■ Instructions for the task
Output every record exactly, and nothing more.

━━ Records to process

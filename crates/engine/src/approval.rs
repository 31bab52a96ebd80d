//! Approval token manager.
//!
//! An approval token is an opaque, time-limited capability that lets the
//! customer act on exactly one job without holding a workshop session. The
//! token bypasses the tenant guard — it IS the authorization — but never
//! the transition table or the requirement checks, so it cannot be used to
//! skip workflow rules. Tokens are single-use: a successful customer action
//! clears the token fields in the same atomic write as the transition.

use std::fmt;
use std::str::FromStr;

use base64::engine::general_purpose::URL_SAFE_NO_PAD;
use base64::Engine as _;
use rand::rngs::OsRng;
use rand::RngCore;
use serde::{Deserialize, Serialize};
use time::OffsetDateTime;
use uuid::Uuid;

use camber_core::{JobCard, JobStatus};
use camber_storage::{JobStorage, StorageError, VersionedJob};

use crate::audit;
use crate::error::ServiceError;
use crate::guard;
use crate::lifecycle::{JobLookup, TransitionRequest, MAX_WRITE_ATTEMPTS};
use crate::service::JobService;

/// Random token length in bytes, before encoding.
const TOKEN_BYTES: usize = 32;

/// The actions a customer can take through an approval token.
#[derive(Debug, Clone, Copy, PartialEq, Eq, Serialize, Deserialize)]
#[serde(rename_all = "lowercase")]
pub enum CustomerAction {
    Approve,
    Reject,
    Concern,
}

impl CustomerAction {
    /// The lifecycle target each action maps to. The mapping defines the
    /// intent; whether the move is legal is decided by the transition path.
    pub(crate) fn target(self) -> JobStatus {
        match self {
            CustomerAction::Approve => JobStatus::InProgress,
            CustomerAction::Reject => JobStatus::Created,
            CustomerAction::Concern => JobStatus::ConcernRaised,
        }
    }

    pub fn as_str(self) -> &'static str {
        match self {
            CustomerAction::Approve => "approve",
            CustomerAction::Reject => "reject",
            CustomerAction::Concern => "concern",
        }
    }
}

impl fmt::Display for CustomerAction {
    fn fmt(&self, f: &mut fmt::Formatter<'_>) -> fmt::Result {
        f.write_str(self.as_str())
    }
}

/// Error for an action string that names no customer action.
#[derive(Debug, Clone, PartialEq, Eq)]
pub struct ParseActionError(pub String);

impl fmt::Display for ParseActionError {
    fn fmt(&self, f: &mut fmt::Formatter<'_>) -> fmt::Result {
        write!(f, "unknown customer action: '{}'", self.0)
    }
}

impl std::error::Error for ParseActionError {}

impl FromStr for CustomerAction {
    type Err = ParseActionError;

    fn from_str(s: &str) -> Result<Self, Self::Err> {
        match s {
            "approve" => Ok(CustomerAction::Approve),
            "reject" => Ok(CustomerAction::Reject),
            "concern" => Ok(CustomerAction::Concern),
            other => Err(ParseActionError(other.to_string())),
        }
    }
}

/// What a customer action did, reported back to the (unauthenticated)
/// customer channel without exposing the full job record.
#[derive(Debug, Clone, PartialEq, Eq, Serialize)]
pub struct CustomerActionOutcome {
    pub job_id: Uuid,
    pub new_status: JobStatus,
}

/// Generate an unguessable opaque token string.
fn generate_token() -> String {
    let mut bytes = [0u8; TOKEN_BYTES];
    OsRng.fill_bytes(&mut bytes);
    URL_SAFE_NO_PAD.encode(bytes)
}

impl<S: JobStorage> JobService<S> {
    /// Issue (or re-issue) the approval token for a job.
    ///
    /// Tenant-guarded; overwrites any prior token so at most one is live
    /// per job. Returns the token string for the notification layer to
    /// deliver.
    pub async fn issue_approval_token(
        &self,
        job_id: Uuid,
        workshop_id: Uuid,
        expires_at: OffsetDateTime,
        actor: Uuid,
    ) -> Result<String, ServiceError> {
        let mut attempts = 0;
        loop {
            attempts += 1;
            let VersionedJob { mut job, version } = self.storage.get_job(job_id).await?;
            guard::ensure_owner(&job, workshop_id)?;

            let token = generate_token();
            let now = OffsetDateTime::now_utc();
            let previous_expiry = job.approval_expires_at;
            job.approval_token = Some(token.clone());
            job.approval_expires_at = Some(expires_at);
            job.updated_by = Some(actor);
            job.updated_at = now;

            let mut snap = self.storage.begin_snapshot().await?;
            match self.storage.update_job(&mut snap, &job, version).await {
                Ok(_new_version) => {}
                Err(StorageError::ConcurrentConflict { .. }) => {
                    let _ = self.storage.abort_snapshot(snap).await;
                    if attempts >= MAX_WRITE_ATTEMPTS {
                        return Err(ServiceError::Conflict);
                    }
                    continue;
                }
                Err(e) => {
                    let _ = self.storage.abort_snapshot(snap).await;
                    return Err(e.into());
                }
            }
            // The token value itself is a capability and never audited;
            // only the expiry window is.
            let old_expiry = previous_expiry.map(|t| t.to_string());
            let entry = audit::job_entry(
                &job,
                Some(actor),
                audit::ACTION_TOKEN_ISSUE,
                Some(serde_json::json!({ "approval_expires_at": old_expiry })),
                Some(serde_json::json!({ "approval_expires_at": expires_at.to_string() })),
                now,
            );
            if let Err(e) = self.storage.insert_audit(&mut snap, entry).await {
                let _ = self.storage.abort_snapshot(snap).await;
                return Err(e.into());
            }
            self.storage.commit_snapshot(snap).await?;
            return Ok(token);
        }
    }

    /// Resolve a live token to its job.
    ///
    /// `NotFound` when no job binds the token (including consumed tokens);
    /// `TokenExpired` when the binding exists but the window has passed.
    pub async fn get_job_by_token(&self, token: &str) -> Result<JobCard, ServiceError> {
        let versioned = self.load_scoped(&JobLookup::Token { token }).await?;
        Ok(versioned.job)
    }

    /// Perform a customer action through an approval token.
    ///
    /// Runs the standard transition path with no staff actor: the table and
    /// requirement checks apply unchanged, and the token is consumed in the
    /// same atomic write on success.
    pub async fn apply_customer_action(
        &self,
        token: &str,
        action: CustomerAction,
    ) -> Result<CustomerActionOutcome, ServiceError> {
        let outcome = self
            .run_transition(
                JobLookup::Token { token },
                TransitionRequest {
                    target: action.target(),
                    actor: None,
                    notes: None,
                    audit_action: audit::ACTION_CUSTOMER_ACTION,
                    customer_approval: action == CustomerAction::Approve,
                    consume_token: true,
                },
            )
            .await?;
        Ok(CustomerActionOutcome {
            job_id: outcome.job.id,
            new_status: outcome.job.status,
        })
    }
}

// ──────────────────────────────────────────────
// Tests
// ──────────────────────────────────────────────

━━━━

■ Written response
filename crates/engine/src/approval.rs
repository 31bab52a96ebd80d
//! Approval token manager.
//!
//! An approval token is an opaque, time-limited capability that lets the
//! customer act on exactly one job without holding a workshop session. The
//! token bypasses the tenant guard — it IS the authorization — but never
//! the transition table or the requirement checks, so it cannot be used to
//! skip workflow rules. Tokens are single-use: a successful customer action
//! clears the token fields in the same atomic write as the transition.

use std::fmt;
use std::str::FromStr;

use base64::engine::general_purpose::URL_SAFE_NO_PAD;
use base64::Engine as _;
use rand::rngs::OsRng;
use rand::RngCore;
use serde::{Deserialize, Serialize};
use time::OffsetDateTime;
use uuid::Uuid;

use camber_core::{JobCard, JobStatus};
use camber_storage::{JobStorage, StorageError, VersionedJob};

use crate::audit;
use crate::error::ServiceError;
use crate::guard;
use crate::lifecycle::{JobLookup, TransitionRequest, MAX_WRITE_ATTEMPTS};
use crate::service::JobService;

/// Random token length in bytes, before encoding.
const TOKEN_BYTES: usize = 32;

/// The actions a customer can take through an approval token.
#[derive(Debug, Clone, Copy, PartialEq, Eq, Serialize, Deserialize)]
#[serde(rename_all = "lowercase")]
pub enum CustomerAction {
    Approve,
    Reject,
    Concern,
}

impl CustomerAction {
    /// The lifecycle target each action maps to. The mapping defines the
    /// intent; whether the move is legal is decided by the transition path.
    pub(crate) fn target(self) -> JobStatus {
        match self {
            CustomerAction::Approve => JobStatus::InProgress,
            CustomerAction::Reject => JobStatus::Created,
            CustomerAction::Concern => JobStatus::ConcernRaised,
        }
    }

    pub fn as_str(self) -> &'static str {
        match self {
            CustomerAction::Approve => "approve",
            CustomerAction::Reject => "reject",
            CustomerAction::Concern => "concern",
        }
    }
}

impl fmt::Display for CustomerAction {
    fn fmt(&self, f: &mut fmt::Formatter<'_>) -> fmt::Result {
        f.write_str(self.as_str())
    }
}

/// Error for an action string that names no customer action.
#[derive(Debug, Clone, PartialEq, Eq)]
pub struct ParseActionError(pub String);

impl fmt::Display for ParseActionError {
    fn fmt(&self, f: &mut fmt::Formatter<'_>) -> fmt::Result {
        write!(f, "unknown customer action: '{}'", self.0)
    }
}

impl std::error::Error for ParseActionError {}

impl FromStr for CustomerAction {
    type Err = ParseActionError;

    fn from_str(s: &str) -> Result<Self, Self::Err> {
        match s {
            "approve" => Ok(CustomerAction::Approve),
            "reject" => Ok(CustomerAction::Reject),
            "concern" => Ok(CustomerAction::Concern),
            other => Err(ParseActionError(other.to_string())),
        }
    }
}

/// What a customer action did, reported back to the (unauthenticated)
/// customer channel without exposing the full job record.
#[derive(Debug, Clone, PartialEq, Eq, Serialize)]
pub struct CustomerActionOutcome {
    pub job_id: Uuid,
    pub new_status: JobStatus,
}

/// Generate an unguessable opaque token string.
fn generate_token() -> String {
    let mut bytes = [0u8; TOKEN_BYTES];
    OsRng.fill_bytes(&mut bytes);
    URL_SAFE_NO_PAD.encode(bytes)
}

impl<S: JobStorage> JobService<S> {
    /// Issue (or re-issue) the approval token for a job.
    ///
    /// Tenant-guarded; overwrites any prior token so at most one is live
    /// per job. Returns the token string for the notification layer to
    /// deliver.
    pub async fn issue_approval_token(
        &self,
        job_id: Uuid,
        workshop_id: Uuid,
        expires_at: OffsetDateTime,
        actor: Uuid,
    ) -> Result<String, ServiceError> {
        let mut attempts = 0;
        loop {
            attempts += 1;
            let VersionedJob { mut job, version } = self.storage.get_job(job_id).await?;
            guard::ensure_owner(&job, workshop_id)?;

            let token = generate_token();
            let now = OffsetDateTime::now_utc();
            let previous_expiry = job.approval_expires_at;
            job.approval_token = Some(token.clone());
            job.approval_expires_at = Some(expires_at);
            job.updated_by = Some(actor);
            job.updated_at = now;

            let mut snap = self.storage.begin_snapshot().await?;
            match self.storage.update_job(&mut snap, &job, version).await {
                Ok(_new_version) => {}
                Err(StorageError::ConcurrentConflict { .. }) => {
                    let _ = self.storage.abort_snapshot(snap).await;
                    if attempts >= MAX_WRITE_ATTEMPTS {
                        return Err(ServiceError::Conflict);
                    }
                    continue;
                }
                Err(e) => {
                    let _ = self.storage.abort_snapshot(snap).await;
                    return Err(e.into());
                }
            }
            // The token value itself is a capability and never audited;
            // only the expiry window is.
            let old_expiry = previous_expiry.map(|t| t.to_string());
            let entry = audit::job_entry(
                &job,
                Some(actor),
                audit::ACTION_TOKEN_ISSUE,
                Some(serde_json::json!({ "approval_expires_at": old_expiry })),
                Some(serde_json::json!({ "approval_expires_at": expires_at.to_string() })),
                now,
            );
            if let Err(e) = self.storage.insert_audit(&mut snap, entry).await {
                let _ = self.storage.abort_snapshot(snap).await;
                return Err(e.into());
            }
            self.storage.commit_snapshot(snap).await?;
            return Ok(token);
        }
    }

    /// Resolve a live token to its job.
    ///
    /// `NotFound` when no job binds the token (including consumed tokens);
    /// `TokenExpired` when the binding exists but the window has passed.
    pub async fn get_job_by_token(&self, token: &str) -> Result<JobCard, ServiceError> {
        let versioned = self.load_scoped(&JobLookup::Token { token }).await?;
        Ok(versioned.job)
    }

    /// Perform a customer action through an approval token.
    ///
    /// Runs the standard transition path with no staff actor: the table and
    /// requirement checks apply unchanged, and the token is consumed in the
    /// same atomic write on success.
    pub async fn apply_customer_action(
        &self,
        token: &str,
        action: CustomerAction,
    ) -> Result<CustomerActionOutcome, ServiceError> {
        let outcome = self
            .run_transition(
                JobLookup::Token { token },
                TransitionRequest {
                    target: action.target(),
                    actor: None,
                    notes: None,
                    audit_action: audit::ACTION_CUSTOMER_ACTION,
                    customer_approval: action == CustomerAction::Approve,
                    consume_token: true,
                },
            )
            .await?;
        Ok(CustomerActionOutcome {
            job_id: outcome.job.id,
            new_status: outcome.job.status,
        })
    }
}

// ──────────────────────────────────────────────
// Tests
// ──────────────────────────────────────────────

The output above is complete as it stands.